Saute 12 oz ground turkey (I would use beef) in a large nonstick skillet, breaking up meat with a spoon, 4 to 5 minutes until no longer pink. Drain off fat.
Stir in 16 oz jar marinara sauce and 16 oz bag frozen bell pepper strips. (they actually make frozen bell pepper strips??? I would use fresh)
Cook over medium heat, stirring occasionally, 5 minutes or until hot and peppers are tender.
1dayatatime 02-11-2005, 10:20 AM Spaghetti Puttanesca
POSTED: 7:19 p.m. EST February 7, 2003
UPDATED: 2:22 p.m. EST January 8, 2004
When researching this classic Italian dish, I learned that "puttana" means lady of the evening. And this quick-to-prepare and quick-to-eat dish is the one she would use to seduce her clients. The sauce is chunky, bold, and dramatic, as you might expect.
Ingredients
12 ounces spaghetti
2 tbsp. olive oil
4 cloves garlic, minced
One 28-ounce can Italian plum tomatoes, coarsely chopped (reserve the juice)
¼ c. coarsely chopped flat-leaf parsley
2 tbsp. minced fresh basil, or 1 tsp. dried
2 tsp. minced fresh oregano, or ½ tsp dried (see Tip)
¼ tsp. red pepper flakes, or to taste
1/3 c. sliced Kalamata olives (about 12 pitted olives)
1 tbsp. capers, drained and rinsed
¼ tsp. freshly ground pepper, or to taste
1/8 tsp. salt, or to taste
Freshly ground black pepper and freshly grated Parmesan cheese or crumbled feta cheese for garnish
Preparation
Bring a large pot of salted water to a boil over high heat; add salt, then the spaghetti. When the water returns to a boil, stir occasionally to separate the spaghetti. Reduce the heat to medium-high and cook for about 8 to 10 minutes, or according to package instructions, until the noodles are al dente.

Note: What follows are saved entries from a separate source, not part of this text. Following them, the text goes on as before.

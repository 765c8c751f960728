//! Cart pricing prelude.
//!
//! Convenience exports for common library consumers.

pub use crate::{
    calculator::DiscountCalculator,
    cart::{Cart, CartError},
    discounts::{
        Chain, ChainError, Discount, DiscountError, DiscountStrategy, DiscountStrategyExt, NoDiscount,
        PercentageOff, ThresholdFlatOff,
    },
    fixtures::{CartFixture, FixtureError},
    items::{Item, ItemError},
    pricing::{TotalPriceError, total_price},
    receipt::{Receipt, ReceiptError},
};
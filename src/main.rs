//! Cart pricing demo
//!
//! Prints the raw total of a cart, then a receipt for each discount.
//!
//! Without `--fixture`, the built-in laptop, mouse and keyboard cart is used.
//! Use `--rate`, or `--threshold` together with `--amount`, to try an extra discount.
//! Set `RUST_LOG=debug` to see pricing events on stderr.

use std::{
    io::{self, Write},
    path::PathBuf,
};

use anyhow::{Context, Result};
use clap::{Parser, ValueEnum};
use rust_decimal::Decimal;
use tracing::info;
use tracing_subscriber::{EnvFilter, layer::SubscriberExt, util::SubscriberInitExt};

use cart_pricing::{
    discounts::{Discount, PercentageOff, ThresholdFlatOff},
    fixtures::{CartFixture, parse_currency, parse_percentage},
    receipt::{Receipt, format_money},
};

/// Log output format
#[derive(Debug, Clone, Copy, Default, ValueEnum)]
enum LogFormat {
    /// Human readable single-line output
    #[default]
    Compact,

    /// JSON lines
    Json,
}

/// Arguments for the cart pricing demo
#[derive(Debug, Parser)]
#[command(version, about)]
struct Args {
    /// YAML cart fixture to load instead of the built-in sample
    #[arg(short, long)]
    fixture: Option<PathBuf>,

    /// Extra percentage-off discount (e.g. "15%" or "0.15")
    #[arg(short, long)]
    rate: Option<String>,

    /// Threshold for an extra flat-off discount
    #[arg(short, long, requires = "amount")]
    threshold: Option<Decimal>,

    /// Amount taken off totals above `--threshold`
    #[arg(short, long, requires = "threshold")]
    amount: Option<Decimal>,

    /// Display currency, overriding the fixture's
    #[arg(short, long)]
    currency: Option<String>,

    /// Log output format
    #[arg(long, value_enum, default_value_t)]
    log_format: LogFormat,
}

fn init_logging(format: LogFormat) -> Result<()> {
    let filter = EnvFilter::try_from_default_env().unwrap_or_else(|_| EnvFilter::new("warn"));
    let registry = tracing_subscriber::registry().with(filter);

    match format {
        LogFormat::Compact => registry
            .with(
                tracing_subscriber::fmt::layer()
                    .compact()
                    .with_target(true)
                    .with_writer(io::stderr),
            )
            .try_init()?,
        LogFormat::Json => registry
            .with(
                tracing_subscriber::fmt::layer()
                    .json()
                    .with_target(true)
                    .with_writer(io::stderr),
            )
            .try_init()?,
    }

    Ok(())
}

fn extra_discounts(args: &Args) -> Result<Vec<(String, Discount)>> {
    let mut discounts = Vec::new();

    if let Some(rate) = args.rate.as_deref() {
        let percent = parse_percentage(rate)?;

        discounts.push((format!("{rate} off"), PercentageOff::new(percent).into()));
    }

    if let (Some(threshold), Some(amount)) = (args.threshold, args.amount) {
        discounts.push((
            format!("{amount} off over {threshold}"),
            ThresholdFlatOff::new(threshold, amount).into(),
        ));
    }

    Ok(discounts)
}

fn main() -> Result<()> {
    let args = Args::parse();

    init_logging(args.log_format)?;

    let fixture = match &args.fixture {
        Some(path) => CartFixture::from_path(path)
            .with_context(|| format!("loading fixture {}", path.display()))?,
        None => CartFixture::sample()?,
    };

    let currency = match args.currency.as_deref() {
        Some(code) => parse_currency(code)?,
        None => fixture.currency(),
    };

    let cart = fixture.cart();

    let extras = extra_discounts(&args)?;

    info!(
        items = cart.len(),
        discounts = fixture.discounts().len() + extras.len(),
        "pricing cart"
    );

    let stdout = io::stdout();
    let mut handle = stdout.lock();

    writeln!(handle, "Total: {}", format_money(cart.total_price()?, currency))?;

    for (name, discount) in fixture.discounts().iter().chain(&extras) {
        let receipt = Receipt::new(cart, discount)?;

        writeln!(handle, "\n{name}")?;

        receipt.write_to(&mut handle, cart, currency)?;
    }

    Ok(())
}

While the spaghetti is cooking, heat the olive oil in a large nonstick sauté pan over medium-high heat. Add the garlic; cook, stirring constantly, until fragrant, about 1 minute. Stir in the tomatoes with juice, parsley, basil, oregano, and red pepper flakes. Cook, stirring frequently, until the liquid is slightly thickened, about 5 minutes. Reduce the heat to low; stir in the remaining ingredients.

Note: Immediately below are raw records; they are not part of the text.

//! CLI utilities for infraplan tools
//!
//! Provides shared CLI functionality:
//! - Terminal output formatting
//! - Progress spinners
//! - Status messages

#![warn(missing_docs)]

pub mod output;
pub mod progress;
//! Error types for the geo crate.

use thiserror::Error;

/// Result type alias for geo operations.
pub type Result<T> = std::result::Result<T, GeoError>;

/// Errors that can occur during geo operations.
#[derive(Debug, Error)]
pub enum GeoError {
    /// Polygon ring without vertices
    #[error("Polygon ring is empty")]
    EmptyRing,

    /// Degenerate or non-finite bounding box
    #[error("Invalid bounding box: {0}")]
    InvalidBoundingBox(String),

    /// Binning cell size that is zero, negative or non-finite
    #[error("Invalid cell size: {0}")]
    InvalidCellSize(f64),

    /// Color scale bounds that cannot be normalized against
    #[error("Invalid color scale: {0}")]
    InvalidScale(String),

    /// H3 resolution outside 0..=15
    #[error("Invalid H3 resolution: {0}")]
    InvalidResolution(u8),

    /// GeoJSON with an unexpected shape
    #[error("Invalid GeoJSON: {0}")]
    InvalidGeoJson(String),

    /// Invalid WKT format
    #[error("Invalid WKT format: {0}")]
    InvalidWkt(String),

    /// Invalid coordinate values
    #[error("Invalid coordinate: {0}")]
    InvalidCoordinate(String),

    /// JSON parsing error
    #[error("JSON parsing error: {0}")]
    JsonError(#[from] serde_json::Error),
}

/// Error code for integration with infraplan-core error handling.
/// Range: 10xxx for geo errors.
#[repr(u32)]
#[derive(Debug, Clone, Copy, PartialEq, Eq)]
pub enum GeoErrorCode {
    EmptyRing = 10001,
    InvalidBoundingBox = 10002,
    InvalidCellSize = 10003,
    InvalidScale = 10004,
    InvalidResolution = 10005,
    InvalidGeoJson = 10006,
    InvalidWkt = 10007,
    InvalidCoordinate = 10008,
    JsonParsing = 10009,
}

impl GeoError {
    /// Returns the error code for this error.
    pub fn code(&self) -> GeoErrorCode {
        match self {
            GeoError::EmptyRing => GeoErrorCode::EmptyRing,
            GeoError::InvalidBoundingBox(_) => GeoErrorCode::InvalidBoundingBox,
            GeoError::InvalidCellSize(_) => GeoErrorCode::InvalidCellSize,
            GeoError::InvalidScale(_) => GeoErrorCode::InvalidScale,
            GeoError::InvalidResolution(_) => GeoErrorCode::InvalidResolution,
            GeoError::InvalidGeoJson(_) => GeoErrorCode::InvalidGeoJson,
            GeoError::InvalidWkt(_) => GeoErrorCode::InvalidWkt,
            GeoError::InvalidCoordinate(_) => GeoErrorCode::InvalidCoordinate,
            GeoError::JsonError(_) => GeoErrorCode::JsonParsing,
        }
    }
}

#[cfg(test)]
mod tests {
    use super::*;

    #[test]
    fn test_error_codes() {
        assert_eq!(GeoError::EmptyRing.code() as u32, 10001);
        assert_eq!(GeoError::InvalidCellSize(0.0).code(), GeoErrorCode::InvalidCellSize);
        assert_eq!(
            GeoError::InvalidGeoJson("x".into()).code(),
            GeoErrorCode::InvalidGeoJson
        );
    }

    #[test]
    fn test_json_errors_convert() {
        let err: GeoError = serde_json::from_str::<serde_json::Value>("{\"type\":")
            .unwrap_err()
            .into();
        assert_eq!(err.code(), GeoErrorCode::JsonParsing);
        assert!(err.to_string().starts_with("JSON parsing error"));
    }

    #[test]
    fn test_error_display() {
        let err = GeoError::InvalidResolution(16);
        assert_eq!(err.to_string(), "Invalid H3 resolution: 16");
    }
}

When the spaghetti is done, drain well; return to the pot. Add the tomato sauce and toss over medium heat just until heated through. Taste and adjust the seasoning.
Advance Preparation
Covered and refrigerated, the sauce will keep for up to 2 days. Reheat and toss with hot freshly cooked spaghetti.
YIELD: 4 servings
Paulette Mitchell, a culinary instructor, television personality, and the author of 10 cookbooks, is known internationally for her quick-to-prepare recipes with a gourmet flair. Her 15-Minute Gourmet cookbook series, including Chicken, Vegetarian, and Noodles, was awarded "Best Cookbook Series in the World" at the 2000 World Cookbook Fair in Périgueux, France in November, 2000. Her Complete Soy Cookbook was named "Best Health Cookbook" at the same event in 1998. To buy Paulette Mitchell's cookbooks, click here.

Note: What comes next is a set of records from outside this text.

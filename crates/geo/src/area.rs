//! Approximate surface area of a viewport.

use crate::haversine::central_angle;
use crate::{BoundingBox, GeoPoint, Result, EARTH_RADIUS_KM};
use std::f64::consts::PI;

/// Spherical-cap estimate of a bounding box's area in km², rounded to 0.1.
///
/// Takes the central angle from the box center to its north-east corner and
/// returns the area of the cap with that angular radius. This overshoots the
/// box itself (the cap circumscribes it) and is only meaningful at city scale.
///
/// # Example
/// ```
/// use infraplan_geo::{bounding_box_area_km2, BoundingBox};
///
/// let km2 = bounding_box_area_km2(&BoundingBox::BISHKEK).unwrap();
/// assert!(km2 > 100.0 && km2 < 1000.0);
/// ```
pub fn bounding_box_area_km2(bbox: &BoundingBox) -> Result<f64> {
    bbox.validate()?;

    let corner = GeoPoint::new(bbox.north, bbox.east);
    let theta = central_angle(&bbox.center(), &corner);
    let area = 2.0 * PI * EARTH_RADIUS_KM.powi(2) * (1.0 - theta.cos());

    Ok((area * 10.0).round() / 10.0)
}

This is really good- I never knew it was called Spaghetti Puttanesca- now I feel like I am a real gourmet cook!
Manzanita 02-26-2005, 05:53 PM 30 oz. can whole tomatoes
6 oz. can of tomato paste
1 1/2 cups of water
1/2 tsp. salt
1/2 tsp. sugar
2 cloves garlic
1/2 tsp. basil
1/4 tsp. oregano
1/4 tsp. parsley
Add tomato paste, water, salt, sugar, and garlic into blender
Crush spices in hands as you add to blender
Blend ingredients and add to mix large saucepan
Mix tomatoes in blender and stir in with ingredients in saucepan
Simmer on medium heat for 30 minutes
then add your meatballs....
Patty 02-27-2005, 09:23 AM I do a similar sauce but add red chili pepper flakes for that extra ZIIIIIP!!!
Patty
I do a similar sauce but add red chili pepper flakes for that extra ZIIIIIP!!!Patty
Me too! Love tomato sauce and it's so good for you-tomatoes,esp cooked,are high in the antioxidant lycopene.
Manzanita 02-27-2005, 12:50 PM well, being Italian, it is pumping through my veins!
Manzanita 03-04-2005, 09:42 PM Who knows how to make Vodka Sauce?
quinn 03-04-2005, 09:47 PM My homemade sauce is Ragu- add garlic, red wine, and sugar. It's really good.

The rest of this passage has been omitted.